Taoism began in China with the only book ever written by a quiet country dweller, Lao Tzu. His masterpiece, the Tao Te Ching, introduced the world to “The Way and Its Power.” In it he described “the Way” – the Tao, as such:
“There is a being, wonderful, perfect;
It existed before heaven and earth.
How quiet it is!
How spiritual it is!
It stands alone and it does not change.
It moves around and around, but does not on this account suffer.
All life comes from it.
It wraps everything with its love as in a garment, and yet it claims no honor, it does not demand to be Lord.

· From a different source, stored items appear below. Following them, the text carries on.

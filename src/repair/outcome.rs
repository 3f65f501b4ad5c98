//! What a repair run hands back to its caller

use std::path::PathBuf;

use crate::classify::FailureKind;
use crate::llm::ProviderError;
use crate::render::QualityPreset;
use crate::repair::state::TransitionRecord;

/// Terminal failure of one request
#[derive(Debug, thiserror::Error)]
pub enum RepairFailure {
    /// Attempt budget spent, or a failure not worth retrying
    #[error("Gave up after {attempts} attempt(s) on a {kind}")]
    Exhausted {
        attempts: u32,
        kind: FailureKind,
        diagnostic: String,
    },

    /// LLM backend failed; retrying would not help
    #[error("LLM provider failed: {0}")]
    Provider(#[from] ProviderError),

    /// Render host is missing something no code change can supply
    #[error("Render environment problem: {0}")]
    Environment(String),
}

impl RepairFailure {
    pub fn kind(&self) -> Option<FailureKind> {
        match self {
            RepairFailure::Exhausted { kind, .. } => Some(*kind),
            _ => None,
        }
    }

    /// Last diagnostic text, for exhausted runs
    pub fn diagnostic(&self) -> Option<&str> {
        match self {
            RepairFailure::Exhausted { diagnostic, .. } => Some(diagnostic),
            _ => None,
        }
    }
}

#[derive(Debug)]
pub enum RepairOutcome {
    Done {
        video_path: PathBuf,
        version: u32,
        code: String,
    },
    Exhausted(RepairFailure),
}

/// Outcome plus how the run got there
#[derive(Debug)]
pub struct RepairReport {
    pub outcome: RepairOutcome,
    /// Generator calls made
    pub attempts: u32,
    pub transitions: Vec<TransitionRecord>,
}

impl RepairReport {
    pub fn is_done(&self) -> bool {
        matches!(self.outcome, RepairOutcome::Done { .. })
    }

    pub fn video_path(&self) -> Option<&PathBuf> {
        match &self.outcome {
            RepairOutcome::Done { video_path, .. } => Some(video_path),
            RepairOutcome::Exhausted(_) => None,
        }
    }

    pub fn failure(&self) -> Option<&RepairFailure> {
        match &self.outcome {
            RepairOutcome::Exhausted(failure) => Some(failure),
            RepairOutcome::Done { .. } => None,
        }
    }
}

/// Progress notifications for a watching UI
#[derive(Debug, Clone, PartialEq, Eq)]
pub enum RepairEvent {
    Generating {
        attempt: u32,
        max_attempts: u32,
    },
    Generated {
        attempt: u32,
        code: String,
    },
    Rendering {
        attempt: u32,
        quality: QualityPreset,
    },
    RenderFailed {
        attempt: u32,
        kind: FailureKind,
        excerpt: String,
    },
    Retrying {
        next_attempt: u32,
        hint: String,
    },
    Done {
        video_path: PathBuf,
        version: u32,
    },
    Exhausted {
        reason: String,
    },
}
//! Error types for manimator
//!
//! Centralized error handling using thiserror.

use thiserror::Error;

use crate::llm::ProviderError;
use crate::render::RenderError;

/// All error types that can occur in the manimator library
#[derive(Debug, Error)]
pub enum ManimatorError {
    /// Caller supplied something the core cannot work with
    #[error("Invalid input: {0}")]
    InvalidInput(String),

    /// Invalid state transition or operation
    #[error("Invalid state: {0}")]
    InvalidState(String),

    /// Prompt template failed to render
    #[error("Template error: {0}")]
    Template(String),

    /// LLM backend failure
    #[error("Provider error: {0}")]
    Provider(#[from] ProviderError),

    /// Rendering infrastructure failure
    #[error("Render error: {0}")]
    Render(#[from] RenderError),

    /// IO error
    #[error("IO error: {0}")]
    Io(#[from] std::io::Error),

    /// JSON serialization/deserialization error
    #[error("JSON error: {0}")]
    Json(#[from] serde_json::Error),
}

/// Result type alias for manimator operations
pub type Result<T> = std::result::Result<T, ManimatorError>;
//! LLM types shared by every provider backend
//!
//! Provider-neutral request/response shapes. Each backend converts these to
//! and from its own wire format.

use serde::{Deserialize, Serialize};

/// Role in a conversation
#[derive(Debug, Clone, Copy, PartialEq, Eq, Serialize, Deserialize)]
#[serde(rename_all = "lowercase")]
pub enum Role {
    User,
    Assistant,
}

impl Role {
    pub fn as_str(&self) -> &'static str {
        match self {
            Role::User => "user",
            Role::Assistant => "assistant",
        }
    }
}

/// A message in the conversation
#[derive(Debug, Clone, PartialEq, Eq, Serialize, Deserialize)]
pub struct Message {
    pub role: Role,
    pub content: String,
}

impl Message {
    /// Create a user message
    pub fn user(content: impl Into<String>) -> Self {
        Self {
            role: Role::User,
            content: content.into(),
        }
    }

    /// Create an assistant message
    pub fn assistant(content: impl Into<String>) -> Self {
        Self {
            role: Role::Assistant,
            content: content.into(),
        }
    }
}

/// Request to the LLM for completion
#[derive(Debug, Clone, Default, Serialize, Deserialize)]
pub struct CompletionRequest {
    pub system: String,
    pub messages: Vec<Message>,
    #[serde(skip_serializing_if = "Option::is_none")]
    pub max_tokens: Option<u32>,
    #[serde(skip_serializing_if = "Option::is_none")]
    pub temperature: Option<f32>,
}

impl CompletionRequest {
    /// Create a new completion request with a system prompt
    pub fn new(system: impl Into<String>) -> Self {
        Self {
            system: system.into(),
            ..Default::default()
        }
    }

    /// Add a message to the request
    pub fn with_message(mut self, message: Message) -> Self {
        self.messages.push(message);
        self
    }

    /// Add a user message
    pub fn with_user_message(self, content: impl Into<String>) -> Self {
        self.with_message(Message::user(content))
    }

    /// Set max tokens
    pub fn with_max_tokens(mut self, max_tokens: u32) -> Self {
        self.max_tokens = Some(max_tokens);
        self
    }

    /// Set sampling temperature
    pub fn with_temperature(mut self, temperature: f32) -> Self {
        self.temperature = Some(temperature);
        self
    }

    /// Text of the most recent user message, if any
    pub fn last_user_text(&self) -> Option<&str> {
        self.messages
            .iter()
            .rev()
            .find(|m| m.role == Role::User)
            .map(|m| m.content.as_str())
    }
}

/// Response from the LLM
#[derive(Debug, Clone, Default, Serialize, Deserialize)]
pub struct CompletionResponse {
    pub content: String,
    pub usage: Usage,
}

impl CompletionResponse {
    pub fn text(content: impl Into<String>) -> Self {
        Self {
            content: content.into(),
            usage: Usage::default(),
        }
    }
}

/// Token usage statistics
#[derive(Debug, Clone, Default, PartialEq, Eq, Serialize, Deserialize)]
pub struct Usage {
    pub input_tokens: u64,
    pub output_tokens: u64,
}

impl Usage {
    /// Create new usage stats
    pub fn new(input_tokens: u64, output_tokens: u64) -> Self {
        Self {
            input_tokens,
            output_tokens,
        }
    }

    /// Calculate total tokens
    pub fn total(&self) -> u64 {
        self.input_tokens + self.output_tokens
    }

    /// Accumulate usage from another instance
    pub fn add(&mut self, other: &Usage) {
        self.input_tokens += other.input_tokens;
        self.output_tokens += other.output_tokens;
    }
}

/// One row of a provider's model catalog
#[derive(Debug, Clone, PartialEq, Eq, Serialize, Deserialize)]
pub struct ModelInfo {
    pub name: String,
    pub context: String,
    pub speed: String,
    pub description: String,
}

impl ModelInfo {
    pub fn new(
        name: impl Into<String>,
        context: impl Into<String>,
        speed: impl Into<String>,
        description: impl Into<String>,
    ) -> Self {
        Self {
            name: name.into(),
            context: context.into(),
            speed: speed.into(),
            description: description.into(),
        }
    }
}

I do not know its name, and so I call it Tao, the Way, and I rejoice in its power.”
The Tao Te Ching is brimming with such poetic phrases. Before examining what this Tao really is, however, I must present a fact that, for me, came as a bit of a shock: “Taoism” is pronounced “Dow-ism.” You have no idea how difficult it was for me to make that enunciatory switch. Even more challenging is saying “Dow” instead of “Tay-oh.” With that settled, however, the three major meanings of this term may be elucidated.
Tao can be taken as Ultimate Reality, the Way of the Universe, or the Way of Human Life.

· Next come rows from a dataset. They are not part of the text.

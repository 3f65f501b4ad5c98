//! Google Gemini generateContent backend

use async_trait::async_trait;
use reqwest::Client;
use serde_json::{Value, json};

use crate::llm::client::{LlmBackend, ProviderError, send_json};
use crate::llm::provider::BackendConfig;
use crate::llm::types::{CompletionRequest, CompletionResponse, ModelInfo, Role, Usage};

const GEMINI_API_BASE: &str = "https://generativelanguage.googleapis.com/v1beta/models";

pub const DEFAULT_MODEL: &str = "gemini-2.0-flash";

/// Gemini API backend
pub struct GeminiBackend {
    client: Client,
    api_key: String,
    config: BackendConfig,
}

impl GeminiBackend {
    pub fn new(api_key: impl Into<String>, config: BackendConfig) -> Result<Self, ProviderError> {
        let client = Client::builder().timeout(config.timeout).build()?;
        Ok(Self {
            client,
            api_key: api_key.into(),
            config,
        })
    }

    fn endpoint(&self) -> String {
        format!("{}/{}:generateContent", GEMINI_API_BASE, self.config.model)
    }

    /// Gemini calls the assistant role "model"
    fn build_request(&self, request: &CompletionRequest) -> Value {
        let contents: Vec<Value> = request
            .messages
            .iter()
            .map(|m| {
                let role = match m.role {
                    Role::User => "user",
                    Role::Assistant => "model",
                };
                json!({ "role": role, "parts": [{ "text": m.content }] })
            })
            .collect();

        let mut body = json!({
            "contents": contents,
            "generationConfig": {
                "temperature": request.temperature.unwrap_or(self.config.temperature),
                "maxOutputTokens": request.max_tokens.unwrap_or(self.config.max_tokens),
            }
        });

        if !request.system.is_empty() {
            body["systemInstruction"] = json!({ "parts": [{ "text": request.system }] });
        }

        body
    }

    fn parse_response(&self, body: Value) -> Result<CompletionResponse, ProviderError> {
        let parts = body["candidates"][0]["content"]["parts"]
            .as_array()
            .ok_or_else(|| ProviderError::MalformedResponse("no candidates in response".to_string()))?;

        let content = parts
            .iter()
            .filter_map(|p| p["text"].as_str())
            .collect::<Vec<_>>()
            .join("");

        let usage = body
            .get("usageMetadata")
            .map(|u| {
                Usage::new(
                    u["promptTokenCount"].as_u64().unwrap_or(0),
                    u["candidatesTokenCount"].as_u64().unwrap_or(0),
                )
            })
            .unwrap_or_default();

        Ok(CompletionResponse { content, usage })
    }
}

#[async_trait]
impl LlmBackend for GeminiBackend {
    fn name(&self) -> &str {
        "gemini"
    }

    fn model(&self) -> &str {
        &self.config.model
    }

    async fn complete(&self, request: CompletionRequest) -> Result<CompletionResponse, ProviderError> {
        let body = self.build_request(&request);
        let builder = self
            .client
            .post(self.endpoint())
            .header("x-goog-api-key", &self.api_key)
            .json(&body);
        let response = send_json(self.name(), builder).await?;
        self.parse_response(response)
    }

    async fn list_models(&self) -> Result<Vec<ModelInfo>, ProviderError> {
        Ok(catalog())
    }
}

impl std::fmt::Debug for GeminiBackend {
    fn fmt(&self, f: &mut std::fmt::Formatter<'_>) -> std::fmt::Result {
        f.debug_struct("GeminiBackend")
            .field("model", &self.config.model)
            .finish()
    }
}

pub fn catalog() -> Vec<ModelInfo> {
    vec![
        ModelInfo::new(
            "gemini-2.5-pro",
            "1M tokens",
            "Powerful",
            "Most capable Gemini model, best for complex animations",
        ),
        ModelInfo::new(
            "gemini-2.5-flash",
            "1M tokens",
            "Fast",
            "Fast and efficient, a good fit for most animations",
        ),
        ModelInfo::new(
            "gemini-2.0-flash",
            "1M tokens",
            "Very Fast",
            "Excellent speed with strong code generation",
        ),
    ]
}
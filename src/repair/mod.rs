//! Repair loop - drives generation, rendering and classification until a
//! request succeeds or the attempt budget runs out.

mod outcome;
mod runner;
mod state;

pub use outcome::{RepairEvent, RepairFailure, RepairOutcome, RepairReport};
pub use runner::{DEFAULT_MAX_ATTEMPTS, RepairConfig, RepairLoop};
pub use state::{IllegalTransition, RepairMachine, RepairState, TransitionRecord};
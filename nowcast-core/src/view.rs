//! View-state selection and plain-text rendering.

use std::fmt::Write as _;

use crate::{
    app::AppState,
    model::WeatherSnapshot,
    presentation::{Background, WeatherIcon, present},
};

pub const LOADING_CAPTION: &str = "Loading weather data...";
pub const WELCOME_TITLE: &str = "Welcome to Weather App";
pub const WELCOME_TEXT: &str = "Search for a city or use your current location to get started.";

/// Display-ready strings for a snapshot.
#[derive(Debug, Clone, PartialEq)]
pub struct ResultView {
    pub heading: String,
    pub icon: WeatherIcon,
    pub background: Background,
    pub temperature: String,
    pub feels_like: String,
    pub description: String,
    pub wind: String,
    pub humidity: String,
    pub pressure: String,
    pub observed: Option<String>,
}

impl ResultView {
    pub fn from_snapshot(snapshot: &WeatherSnapshot) -> Self {
        let (category, description) = snapshot
            .primary_condition()
            .map(|c| (c.category.as_str(), c.description.clone()))
            .unwrap_or(("", String::new()));
        let presentation = present(category);

        Self {
            heading: format!("{}, {}", snapshot.location_name, snapshot.country_code),
            icon: presentation.icon,
            background: presentation.background,
            temperature: format!("{}°C", round_half_up(snapshot.temperature_c)),
            feels_like: format!("Feels like {}°C", round_half_up(snapshot.feels_like_c)),
            description,
            wind: format!("{} m/s", snapshot.wind_speed_mps),
            humidity: format!("{}%", snapshot.humidity_pct),
            pressure: format!("{} hPa", snapshot.pressure_hpa),
            observed: snapshot.observed_at.map(|t| format!("Observed {} UTC", t.format("%H:%M"))),
        }
    }
}

#[derive(Debug, Clone, PartialEq)]
pub enum View {
    Loading,
    Result(ResultView),
    Welcome,
}

/// State of the two action controls.
#[derive(Debug, Clone, Copy, PartialEq, Eq)]
pub struct Controls {
    pub search_enabled: bool,
    pub locate_enabled: bool,
    pub locate_label: &'static str,
}

impl Controls {
    pub fn from_state(state: &AppState) -> Self {
        Self {
            search_enabled: !state.fetch_in_progress,
            locate_enabled: !state.locating_in_progress,
            locate_label: if state.locating_in_progress { "Locating..." } else { "My Location" },
        }
    }
}

/// Loading wins over everything, then a result, then the welcome card.
pub fn select_view(state: &AppState) -> View {
    if state.fetch_in_progress {
        return View::Loading;
    }

    match &state.snapshot {
        Some(snapshot) => View::Result(ResultView::from_snapshot(snapshot)),
        None => View::Welcome,
    }
}

pub fn page_background(state: &AppState) -> Background {
    state
        .snapshot
        .as_ref()
        .and_then(|s| s.primary_condition())
        .map(|c| present(&c.category).background)
        .unwrap_or_default()
}

/// Rounds halves toward positive infinity.
pub fn round_half_up(value: f64) -> i64 {
    let floor = value.floor();
    let rounded = if value - floor >= 0.5 { floor + 1.0 } else { floor };
    rounded as i64
}

/// Render the whole page for a terminal.
pub fn render_text(state: &AppState) -> String {
    let mut out = String::new();
    let controls = Controls::from_state(state);

    let _ = writeln!(out, "Weather App  [{}]", page_background(state));
    let _ = writeln!(
        out,
        "[Search{}]  [{}{}]",
        if controls.search_enabled { "" } else { " (busy)" },
        controls.locate_label,
        if controls.locate_enabled { "" } else { " (busy)" },
    );
    out.push('\n');

    match select_view(state) {
        View::Loading => {
            let _ = writeln!(out, "  ⟳ {LOADING_CAPTION}");
        }
        View::Welcome => {
            let _ = writeln!(out, "  {} {WELCOME_TITLE}", WeatherIcon::Sun.glyph());
            let _ = writeln!(out, "  {WELCOME_TEXT}");
        }
        View::Result(view) => {
            let _ = writeln!(out, "  {}", view.heading);
            let _ = writeln!(out, "  {}  {}", view.icon.glyph(), view.temperature);
            let _ = writeln!(out, "  {}", view.description);
            let _ = writeln!(out, "  {}", view.feels_like);
            out.push('\n');
            let _ = writeln!(out, "  Wind Speed  {}", view.wind);
            let _ = writeln!(out, "  Humidity    {}", view.humidity);
            let _ = writeln!(out, "  Pressure    {}", view.pressure);
            if let Some(observed) = &view.observed {
                let _ = writeln!(out, "  {observed}");
            }
        }
    }

    out
}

Lao Tzu worships the Way of Ultimate Reality by writing, “Of all great things, surely Tao is the greatest,” and asserts rather proverbially that “Those who know don’t say. Those who say don’ know.” Accordingly, it “cannot be perceived or even clearly conceived, for it is too vast for human rationality to fathom” (Smith, 198).
As the Way of the Universe, the Tao is “the norm, the rhythm, the driving power in all nature, the ordering principle behind all life” (198). It gives infinite blessings and is immaterial in nature. Lao Tzu wrote that it “adapts its vivid essence, clarifies its manifold fullness, subdues its resplendent luster, and assumes the likeness of dust.”

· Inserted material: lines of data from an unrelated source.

//! Application state and the operations that mutate it.
//!
//! [`WeatherApp`] owns the single snapshot slot, the search input, the two
//! progress flags and the pending notifications. Every failure is turned into
//! a [`Notification`] here; nothing propagates to the caller.

use tracing::{debug, info, warn};

use crate::{
    location::{Geolocator, LocationError},
    model::{Coordinates, WeatherSnapshot},
    provider::{ProviderError, WeatherProvider},
};

pub const ERROR_TITLE: &str = "Error";
pub const LOCATION_ERROR_TITLE: &str = "Location Error";
pub const FETCH_FAILED: &str = "Failed to fetch weather data. Please try again.";
pub const CITY_NOT_FOUND: &str = "City not found. Please check the spelling and try again.";
pub const GEOLOCATION_UNSUPPORTED: &str = "Geolocation is not supported on this system.";
pub const LOCATION_UNAVAILABLE: &str =
    "Unable to retrieve your location. Please search for a city instead.";

#[derive(Debug, Clone, Copy, PartialEq, Eq, Default)]
pub enum Severity {
    #[default]
    Normal,
    Destructive,
}

/// A transient, non-blocking message for the user.
#[derive(Debug, Clone, PartialEq, Eq)]
pub struct Notification {
    pub title: String,
    pub body: String,
    pub severity: Severity,
}

impl Notification {
    pub fn destructive(title: &str, body: &str) -> Self {
        Self { title: title.to_string(), body: body.to_string(), severity: Severity::Destructive }
    }
}

/// Everything the renderer needs.
#[derive(Debug, Clone, Default)]
pub struct AppState {
    /// Raw text of the search field.
    pub input: String,
    pub fetch_in_progress: bool,
    pub locating_in_progress: bool,
    /// Last successful result; failed lookups never clear it.
    pub snapshot: Option<WeatherSnapshot>,
    pub notifications: Vec<Notification>,
}

/// Which entry point issued a fetch; decides the failure wording.
#[derive(Debug, Clone, Copy, PartialEq, Eq)]
enum Lookup {
    Coordinates,
    CityName,
}

impl Lookup {
    fn failure_body(self) -> &'static str {
        match self {
            Lookup::Coordinates => FETCH_FAILED,
            Lookup::CityName => CITY_NOT_FOUND,
        }
    }
}

/// Called with the new state after every change, so a surface can re-render.
pub type StateObserver = Box<dyn FnMut(&AppState) + Send>;

pub struct WeatherApp {
    state: AppState,
    provider: Box<dyn WeatherProvider>,
    geolocator: Option<Box<dyn Geolocator>>,
    observer: Option<StateObserver>,
    mounted: bool,
}

impl std::fmt::Debug for WeatherApp {
    fn fmt(&self, f: &mut std::fmt::Formatter<'_>) -> std::fmt::Result {
        f.debug_struct("WeatherApp")
            .field("state", &self.state)
            .field("provider", &self.provider)
            .field("geolocator", &self.geolocator)
            .field("mounted", &self.mounted)
            .finish_non_exhaustive()
    }
}

impl WeatherApp {
    pub fn new(provider: Box<dyn WeatherProvider>, geolocator: Option<Box<dyn Geolocator>>) -> Self {
        Self { state: AppState::default(), provider, geolocator, observer: None, mounted: false }
    }

    pub fn with_observer(mut self, observer: StateObserver) -> Self {
        self.observer = Some(observer);
        self
    }

    pub fn state(&self) -> &AppState {
        &self.state
    }

    /// Drain pending notifications in the order they were raised.
    pub fn take_notifications(&mut self) -> Vec<Notification> {
        std::mem::take(&mut self.state.notifications)
    }

    pub fn set_input(&mut self, text: &str) {
        self.state.input = text.to_string();
        self.changed();
    }

    /// Runs the automatic current-location lookup, once per app.
    pub async fn mount(&mut self) {
        if self.mounted {
            return;
        }
        self.mounted = true;
        self.use_current_location().await;
    }

    /// Search for the trimmed input; blank input does nothing at all.
    pub async fn submit_search(&mut self) {
        let name = self.state.input.trim().to_string();
        if name.is_empty() {
            debug!("ignoring blank search");
            return;
        }
        self.fetch_by_city_name(&name).await;
    }

    pub async fn use_current_location(&mut self) {
        if self.geolocator.is_none() {
            warn!("geolocation capability absent");
            self.notify(Notification::destructive(ERROR_TITLE, GEOLOCATION_UNSUPPORTED));
            return;
        }

        self.state.locating_in_progress = true;
        self.changed();

        let position = match &self.geolocator {
            Some(locator) => locator.current_position().await,
            None => Err(LocationError::Unsupported),
        };

        match position {
            Ok(coords) => {
                info!(%coords, "current position resolved");
                // The locating flag drops as soon as the fetch is under way,
                // not when it completes.
                self.begin_fetch();
                self.state.locating_in_progress = false;
                self.changed();

                let result = self.provider.current_by_coordinates(coords).await;
                self.complete_fetch(result, Lookup::Coordinates);
            }
            Err(err) => {
                warn!(error = %err, "could not resolve current position");
                self.state.locating_in_progress = false;
                self.notify(Notification::destructive(LOCATION_ERROR_TITLE, LOCATION_UNAVAILABLE));
            }
        }
    }

    pub async fn fetch_by_coordinates(&mut self, coords: Coordinates) {
        self.begin_fetch();
        self.changed();
        let result = self.provider.current_by_coordinates(coords).await;
        self.complete_fetch(result, Lookup::Coordinates);
    }

    pub async fn fetch_by_city_name(&mut self, name: &str) {
        self.begin_fetch();
        self.changed();
        let result = self.provider.current_by_city(name).await;
        self.complete_fetch(result, Lookup::CityName);
    }

    fn begin_fetch(&mut self) {
        self.state.fetch_in_progress = true;
    }

    fn complete_fetch(&mut self, result: Result<WeatherSnapshot, ProviderError>, lookup: Lookup) {
        self.state.fetch_in_progress = false;

        match result {
            Ok(snapshot) => {
                self.state.snapshot = Some(snapshot);
                self.changed();
            }
            Err(err) => {
                warn!(error = %err, ?lookup, "weather lookup failed");
                self.notify(Notification::destructive(ERROR_TITLE, lookup.failure_body()));
            }
        }
    }

    fn notify(&mut self, notification: Notification) {
        self.state.notifications.push(notification);
        self.changed();
    }

    fn changed(&mut self) {
        if let Some(observer) = self.observer.as_mut() {
            observer(&self.state);
        }
    }
}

Finally, “In its third sense,” writes Smith, author of The World’s Religions (the book I am reviewing/studying/critiquing in a series of essays of which this is a fourth), “Tao refers to the way of human life when it meshes with the Tao of the universe” (199). This is the Tao referred to in the three Powers – “te”, in the Tao Te Ching.
It is te that divides the three major schools of Taoism. They are Philosophical Taoism, Vitalizing Taoism, and the Taoist Church, or Religious Taoism, and “All have the same concern – how to maximize the Tao’s animating te” (206-207).
The Taoist Church consists of those practicing a rather cult-like blend of Taoism and, ostensibly, Christianity. Philosophical and Vitalizing Taoism are less structured in their beliefs, the former encouraging a Hindu jnana-like reflective nature and the latter a Hindu karma-style activeness. Philosophical Taoists aim towards conserving their te while Vitalizing Taoists try to increase it as much as possible, but both Ways encourage individual soul-seeking under the coaching of a skilled teacher. Religious Taoism is also known as Popular Taoism, Vitalizing Taoism is the most similar to Hinduism, particularly raja yoga, and Philosophical Taoism is the te that has had the greatest influence in China and around the world today.